Mais ses discours extrémistes passent mal auprès des Occidentaux et ses puissances tutélaires réduisent leur soutien, voire soutiennent d’autres groupes concurrents.

2014 est une année difficile pour Zahran Alloush qui doit lutter au sein même de la zone de Douma pour conserver son ascendant. D’abord, il doit régulièrement anéantir avec une violence brutale toutes les tentatives de l’Etat islamique de prendre pied dans la zone de Douma. Puis il doit lutter avec d’autres groupes, plus modérés, créés parfois récemment pour réduire son influence. La confrontation avec un autre milice, Jaysh al-Ummah, créé seulement en septembre 2014 (autour d’une célébrité de la rebellion, Abu Ali Khabiya un héros de la guerre en 2011-12), dure longtemps. Les tensions augmentent à la fin de l’année 2014 pour exploser en janvier 2015, lors que Zahran Alloush après des affrontements sporadiques les 3 et 4 janvier, une opération appelée « nettoyage du pays de la saleté de la corruption » le 5 janvier 2015.

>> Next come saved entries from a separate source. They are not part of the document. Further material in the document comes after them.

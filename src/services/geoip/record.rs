//! mmdb 记录结构与国家码提取
//!
//! 同时兼容两种 mmdb 格式：
//! - 内置 geoip.db：country/continent 是代码，country_name/continent_name 是名字
//! - 外部 ipinfo_lite.mmdb：country/continent 是名字，country_code/continent_code 是代码

use serde::de::IgnoredAny;
use serde::{Deserialize, Deserializer};

/// 本地数据库返回的记录，缺失或非字符串字段视为空串
#[derive(Debug, Clone, Default, PartialEq, Eq, Deserialize)]
#[serde(default)]
pub struct IpRecord {
    #[serde(deserialize_with = "lenient_string")]
    pub country_code: String,
    #[serde(deserialize_with = "lenient_string")]
    pub country: String,
    #[serde(deserialize_with = "lenient_string")]
    pub country_name: String,
    #[serde(deserialize_with = "lenient_string")]
    pub continent_code: String,
    #[serde(deserialize_with = "lenient_string")]
    pub continent: String,
    #[serde(deserialize_with = "lenient_string")]
    pub continent_name: String,
}

impl IpRecord {
    /// 按优先级提取两位代码（小写）
    ///
    /// 1. country_code 非空
    /// 2. country 恰好 2 位
    /// 3. continent_code 非空（洲码兜底）
    /// 4. continent 恰好 2 位
    pub fn resolve_code(&self) -> Option<String> {
        if !self.country_code.is_empty() {
            return Some(self.country_code.to_lowercase());
        }
        if is_two_letter(&self.country) {
            return Some(self.country.to_lowercase());
        }
        if !self.continent_code.is_empty() {
            return Some(self.continent_code.to_lowercase());
        }
        if is_two_letter(&self.continent) {
            return Some(self.continent.to_lowercase());
        }
        None
    }
}

/// 按字节长度判断，与远程响应的校验规则一致
pub(crate) fn is_two_letter(value: &str) -> bool {
    value.len() == 2
}

/// GeoLite2 之类的库里 country 是嵌套 map，这里直接忽略
fn lenient_string<'de, D>(deserializer: D) -> Result<String, D::Error>
where
    D: Deserializer<'de>,
{
    #[derive(Deserialize)]
    #[serde(untagged)]
    enum Field {
        Text(String),
        Other(IgnoredAny),
    }

    Ok(match Field::deserialize(deserializer)? {
        Field::Text(s) => s,
        Field::Other(_) => String::new(),
    })
}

En 6 heures, le groupe Jaysh al-Ummah est anéanti, ses chefs tués et ses hommes ralliés. Ses derniers membres se rendront aux forces gouvernementales en mars.

L’année 2015 se présente sous de meilleurs auspices pour Zahran Alloush.

Il bénéficie à nouveau du soutien financier et matériel des pétromonarchies. Il a pour cela beaucoup « adouci » son langage, même si ses méthodes restent brutales (comme le montrent des exécutions régulières de membres de l’Etat Islamique). Son cousin, Mohammed Alloush est devenu le responsable politique du RCC (instance de coordination des fronts rebelles).

Le double discours qu’il tient, selon qu’il s’adresse à ses miliciens, ou à des médias occidentaux le rend d’autant plus présentable qu’il montre toujours des capacités militaires reconnues (voir pour un exemple de double discours l’interview donnée à un média occidental où un gouvernement de religieux devient un gouvernement « technocratique » : http://www.thedailybeast.com/articles/2015/12/15/the-rebel-commander-of-damascus.html )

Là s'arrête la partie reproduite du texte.